**INSTRUCTIONS FOR THE TASK**
Each entry that follows needs to be written out exactly, with nothing left out.

Stored items:
:::::
//! Solution evaluator (C4, §4.4).
//!
//! Computes a scalar, lower-is-better `cost` as a weighted sum of integer
//! component terms, returning both the scalar and the per-component
//! breakdown so the progress view and the final result can report metrics.
//! All accumulation happens in integer minutes; the weighted sum is only
//! converted to `f64` at the very end, matching §4.1's "floating point
//! avoided in the inner loop."

use std::collections::HashMap;

use crate::domain::{Minutes, Room, RoomId, Solution, Surgery, SurgeryId};

/// A cost component named in §4.4's default set.
#[derive(Debug, Clone, Copy, PartialEq, Eq, Hash)]
#[cfg_attr(feature = "serde", derive(serde::Serialize, serde::Deserialize))]
pub enum CostComponent {
    Makespan,
    TotalSdst,
    Idle,
    Overtime,
    UrgencyViolation,
    SurgeonPreference,
}

/// `{component -> non-negative integer weight}`. Components absent from the
/// table default to weight 1 (§4.4).
#[derive(Debug, Clone, Default)]
#[cfg_attr(feature = "serde", derive(serde::Serialize, serde::Deserialize))]
pub struct Weights(HashMap<CostComponent, u32>);

impl Weights {
    pub fn new() -> Self {
        Self::default()
    }

    pub fn set(&mut self, component: CostComponent, weight: u32) {
        self.0.insert(component, weight);
    }

    pub fn get(&self, component: CostComponent) -> u32 {
        self.0.get(&component).copied().unwrap_or(1)
    }

    /// Sorted `(component name, weight)` pairs, for canonical fingerprinting.
    pub fn sorted_pairs(&self) -> Vec<(&'static str, u32)> {
        let mut pairs: Vec<_> = self
            .0
            .iter()
            .map(|(c, w)| (component_name(*c), *w))
            .collect();
        pairs.sort();
        pairs
    }
}

fn component_name(component: CostComponent) -> &'static str {
    match component {
        CostComponent::Makespan => "makespan",
        CostComponent::TotalSdst => "total_sdst",
        CostComponent::Idle => "idle",
        CostComponent::Overtime => "overtime",
        CostComponent::UrgencyViolation => "urgency_violation",
        CostComponent::SurgeonPreference => "surgeon_preference",
    }
}

/// Host-supplied per-(surgery, room) penalty for a non-preferred room
/// assignment. Absent pairs carry zero penalty (preferred, or no
/// preference registered at all).
#[derive(Debug, Clone, Default)]
#[cfg_attr(feature = "serde", derive(serde::Serialize, serde::Deserialize))]
pub struct PreferenceTable(HashMap<(SurgeryId, RoomId), u32>);

impl PreferenceTable {
    pub fn new() -> Self {
        Self::default()
    }

    pub fn set(&mut self, surgery_id: SurgeryId, room_id: RoomId, penalty: u32) {
        self.0.insert((surgery_id, room_id), penalty);
    }

    pub fn penalty(&self, surgery_id: &str, room_id: &str) -> u32 {
        self.0
            .get(&(surgery_id.to_string(), room_id.to_string()))
            .copied()
            .unwrap_or(0)
    }

    /// Sorted `(surgery_id, room_id, penalty)` rows, for canonical
    /// fingerprinting.
    pub fn sorted_rows(&self) -> Vec<(&str, &str, u32)> {
        let mut rows: Vec<_> = self
            .0
            .iter()
            .map(|((s, r), p)| (s.as_str(), r.as_str(), *p))
            .collect();
        rows.sort();
        rows
    }
}

/// Per-component values for one evaluated solution, in the same integer
/// units the evaluator accumulated them in.
#[derive(Debug, Clone, Copy, PartialEq, Eq, Default)]
#[cfg_attr(feature = "serde", derive(serde::Serialize, serde::Deserialize))]
pub struct CostBreakdown {
    pub makespan: Minutes,
    pub total_sdst: Minutes,
    pub idle: Minutes,
    pub overtime: Minutes,
    pub urgency_violation: u64,
    pub surgeon_preference: u64,
}

impl CostBreakdown {
    /// The weighted scalar cost, converted to `f64` only here, at the
    /// evaluator's boundary.
    pub fn weighted_cost(&self, weights: &Weights) -> f64 {
        let makespan = self.makespan.value() as i128 * weights.get(CostComponent::Makespan) as i128;
        let sdst = self.total_sdst.value() as i128 * weights.get(CostComponent::TotalSdst) as i128;
        let idle = self.idle.value() as i128 * weights.get(CostComponent::Idle) as i128;
        let overtime = self.overtime.value() as i128 * weights.get(CostComponent::Overtime) as i128;
        let urgency =
            self.urgency_violation as i128 * weights.get(CostComponent::UrgencyViolation) as i128;
        let preference =
            self.surgeon_preference as i128 * weights.get(CostComponent::SurgeonPreference) as i128;
        (makespan + sdst + idle + overtime + urgency + preference) as f64
    }

    /// Tie-break key per §4.4: cost, then makespan, then total SDST, then
    /// total idle. `cost` is passed in separately since it depends on the
    /// weight table and this breakdown doesn't own one.
    pub fn tie_break_key(&self, cost: f64) -> (OrderedFloatBits, Minutes, Minutes, Minutes) {
        (ordered_float_bits(cost), self.makespan, self.total_sdst, self.idle)
    }
}

/// Monotone integer encoding of an `f64` so it can be used as a total-order
/// sort key (NaN is never produced by this evaluator, but the encoding is
/// total over every bit pattern regardless).
pub type OrderedFloatBits = i128;

fn ordered_float_bits(x: f64) -> i128 {
    let bits = x.to_bits() as i128;
    if (bits as u128) >> 127 & 1 == 1 {
        !bits
    } else {
        bits ^ (1i128 << 63)
    }
}

/// Evaluates `solution`, returning the weighted scalar cost and its
/// breakdown.
pub fn evaluate(
    solution: &Solution,
    surgeries: &HashMap<SurgeryId, &Surgery>,
    rooms: &HashMap<RoomId, &Room>,
    weights: &Weights,
    preferences: &PreferenceTable,
) -> (f64, CostBreakdown) {
    let makespan = solution
        .span(|room_id| rooms.get(room_id).map(|r| r.opening_time).unwrap_or(Minutes::ZERO))
        .map(|(start, end)| end.saturating_sub_nonneg(start))
        .unwrap_or(Minutes::ZERO);

    let total_sdst: Minutes = solution.all_assignments().map(|a| a.sds_applied).sum();

    let mut idle = Minutes::ZERO;
    let mut overtime = Minutes::ZERO;
    for (room_id, assignments) in solution.rooms() {
        let room = rooms.get(room_id);
        let opening = room.map(|r| r.opening_time).unwrap_or(Minutes::ZERO);
        let mut cursor = opening;
        for assignment in assignments {
            let gap = assignment.start.saturating_sub_nonneg(cursor);
            idle += gap.saturating_sub_nonneg(assignment.sds_applied);
            cursor = assignment.end;
        }
        if let Some(closing) = room.and_then(|r| r.closing_time) {
            if let Some(last) = assignments.last() {
                overtime += last.end.saturating_sub_nonneg(closing);
            }
        }
    }

    let mut urgency_violation: u64 = 0;
    let mut surgeon_preference: u64 = 0;
    for assignment in solution.all_assignments() {
        if let Some(surgery) = surgeries.get(&assignment.surgery_id) {
            if let Some(deadline) = surgery.urgency_deadline() {
                let lateness = assignment.start.saturating_sub_nonneg(deadline);
                urgency_violation += lateness.value() as u64 * surgery.urgency.weight() as u64;
            }
            surgeon_preference +=
                preferences.penalty(&assignment.surgery_id, &assignment.room_id) as u64;
        }
    }

    let breakdown = CostBreakdown {
        makespan,
        total_sdst,
        idle,
        overtime,
        urgency_violation,
        surgeon_preference,
    };
    (breakdown.weighted_cost(weights), breakdown)
}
:::::
**RESULT**
//! Solution evaluator (C4, §4.4).
//!
//! Computes a scalar, lower-is-better `cost` as a weighted sum of integer
//! component terms, returning both the scalar and the per-component
//! breakdown so the progress view and the final result can report metrics.
//! All accumulation happens in integer minutes; the weighted sum is only
//! converted to `f64` at the very end, matching §4.1's "floating point
//! avoided in the inner loop."

use std::collections::HashMap;

use crate::domain::{Minutes, Room, RoomId, Solution, Surgery, SurgeryId};

/// A cost component named in §4.4's default set.
#[derive(Debug, Clone, Copy, PartialEq, Eq, Hash)]
#[cfg_attr(feature = "serde", derive(serde::Serialize, serde::Deserialize))]
pub enum CostComponent {
    Makespan,
    TotalSdst,
    Idle,
    Overtime,
    UrgencyViolation,
    SurgeonPreference,
}

/// `{component -> non-negative integer weight}`. Components absent from the
/// table default to weight 1 (§4.4).
#[derive(Debug, Clone, Default)]
#[cfg_attr(feature = "serde", derive(serde::Serialize, serde::Deserialize))]
pub struct Weights(HashMap<CostComponent, u32>);

impl Weights {
    pub fn new() -> Self {
        Self::default()
    }

    pub fn set(&mut self, component: CostComponent, weight: u32) {
        self.0.insert(component, weight);
    }

    pub fn get(&self, component: CostComponent) -> u32 {
        self.0.get(&component).copied().unwrap_or(1)
    }

    /// Sorted `(component name, weight)` pairs, for canonical fingerprinting.
    pub fn sorted_pairs(&self) -> Vec<(&'static str, u32)> {
        let mut pairs: Vec<_> = self
            .0
            .iter()
            .map(|(c, w)| (component_name(*c), *w))
            .collect();
        pairs.sort();
        pairs
    }
}

fn component_name(component: CostComponent) -> &'static str {
    match component {
        CostComponent::Makespan => "makespan",
        CostComponent::TotalSdst => "total_sdst",
        CostComponent::Idle => "idle",
        CostComponent::Overtime => "overtime",
        CostComponent::UrgencyViolation => "urgency_violation",
        CostComponent::SurgeonPreference => "surgeon_preference",
    }
}

/// Host-supplied per-(surgery, room) penalty for a non-preferred room
/// assignment. Absent pairs carry zero penalty (preferred, or no
/// preference registered at all).
#[derive(Debug, Clone, Default)]
#[cfg_attr(feature = "serde", derive(serde::Serialize, serde::Deserialize))]
pub struct PreferenceTable(HashMap<(SurgeryId, RoomId), u32>);

impl PreferenceTable {
    pub fn new() -> Self {
        Self::default()
    }

    pub fn set(&mut self, surgery_id: SurgeryId, room_id: RoomId, penalty: u32) {
        self.0.insert((surgery_id, room_id), penalty);
    }

    pub fn penalty(&self, surgery_id: &str, room_id: &str) -> u32 {
        self.0
            .get(&(surgery_id.to_string(), room_id.to_string()))
            .copied()
            .unwrap_or(0)
    }

    /// Sorted `(surgery_id, room_id, penalty)` rows, for canonical
    /// fingerprinting.
    pub fn sorted_rows(&self) -> Vec<(&str, &str, u32)> {
        let mut rows: Vec<_> = self
            .0
            .iter()
            .map(|((s, r), p)| (s.as_str(), r.as_str(), *p))
            .collect();
        rows.sort();
        rows
    }
}

/// Per-component values for one evaluated solution, in the same integer
/// units the evaluator accumulated them in.
#[derive(Debug, Clone, Copy, PartialEq, Eq, Default)]
#[cfg_attr(feature = "serde", derive(serde::Serialize, serde::Deserialize))]
pub struct CostBreakdown {
    pub makespan: Minutes,
    pub total_sdst: Minutes,
    pub idle: Minutes,
    pub overtime: Minutes,
    pub urgency_violation: u64,
    pub surgeon_preference: u64,
}

impl CostBreakdown {
    /// The weighted scalar cost, converted to `f64` only here, at the
    /// evaluator's boundary.
    pub fn weighted_cost(&self, weights: &Weights) -> f64 {
        let makespan = self.makespan.value() as i128 * weights.get(CostComponent::Makespan) as i128;
        let sdst = self.total_sdst.value() as i128 * weights.get(CostComponent::TotalSdst) as i128;
        let idle = self.idle.value() as i128 * weights.get(CostComponent::Idle) as i128;
        let overtime = self.overtime.value() as i128 * weights.get(CostComponent::Overtime) as i128;
        let urgency =
            self.urgency_violation as i128 * weights.get(CostComponent::UrgencyViolation) as i128;
        let preference =
            self.surgeon_preference as i128 * weights.get(CostComponent::SurgeonPreference) as i128;
        (makespan + sdst + idle + overtime + urgency + preference) as f64
    }

    /// Tie-break key per §4.4: cost, then makespan, then total SDST, then
    /// total idle. `cost` is passed in separately since it depends on the
    /// weight table and this breakdown doesn't own one.
    pub fn tie_break_key(&self, cost: f64) -> (OrderedFloatBits, Minutes, Minutes, Minutes) {
        (ordered_float_bits(cost), self.makespan, self.total_sdst, self.idle)
    }
}

/// Monotone integer encoding of an `f64` so it can be used as a total-order
/// sort key (NaN is never produced by this evaluator, but the encoding is
/// total over every bit pattern regardless).
pub type OrderedFloatBits = i128;

fn ordered_float_bits(x: f64) -> i128 {
    let bits = x.to_bits() as i128;
    if (bits as u128) >> 127 & 1 == 1 {
        !bits
    } else {
        bits ^ (1i128 << 63)
    }
}

/// Evaluates `solution`, returning the weighted scalar cost and its
/// breakdown.
pub fn evaluate(
    solution: &Solution,
    surgeries: &HashMap<SurgeryId, &Surgery>,
    rooms: &HashMap<RoomId, &Room>,
    weights: &Weights,
    preferences: &PreferenceTable,
) -> (f64, CostBreakdown) {
    let makespan = solution
        .span(|room_id| rooms.get(room_id).map(|r| r.opening_time).unwrap_or(Minutes::ZERO))
        .map(|(start, end)| end.saturating_sub_nonneg(start))
        .unwrap_or(Minutes::ZERO);

    let total_sdst: Minutes = solution.all_assignments().map(|a| a.sds_applied).sum();

    let mut idle = Minutes::ZERO;
    let mut overtime = Minutes::ZERO;
    for (room_id, assignments) in solution.rooms() {
        let room = rooms.get(room_id);
        let opening = room.map(|r| r.opening_time).unwrap_or(Minutes::ZERO);
        let mut cursor = opening;
        for assignment in assignments {
            let gap = assignment.start.saturating_sub_nonneg(cursor);
            idle += gap.saturating_sub_nonneg(assignment.sds_applied);
            cursor = assignment.end;
        }
        if let Some(closing) = room.and_then(|r| r.closing_time) {
            if let Some(last) = assignments.last() {
                overtime += last.end.saturating_sub_nonneg(closing);
            }
        }
    }

    let mut urgency_violation: u64 = 0;
    let mut surgeon_preference: u64 = 0;
    for assignment in solution.all_assignments() {
        if let Some(surgery) = surgeries.get(&assignment.surgery_id) {
            if let Some(deadline) = surgery.urgency_deadline() {
                let lateness = assignment.start.saturating_sub_nonneg(deadline);
                urgency_violation += lateness.value() as u64 * surgery.urgency.weight() as u64;
            }
            surgeon_preference +=
                preferences.penalty(&assignment.surgery_id, &assignment.room_id) as u64;
        }
    }

    let breakdown = CostBreakdown {
        makespan,
        total_sdst,
        idle,
        overtime,
        urgency_violation,
        surgeon_preference,
    };
    (breakdown.weighted_cost(weights), breakdown)
}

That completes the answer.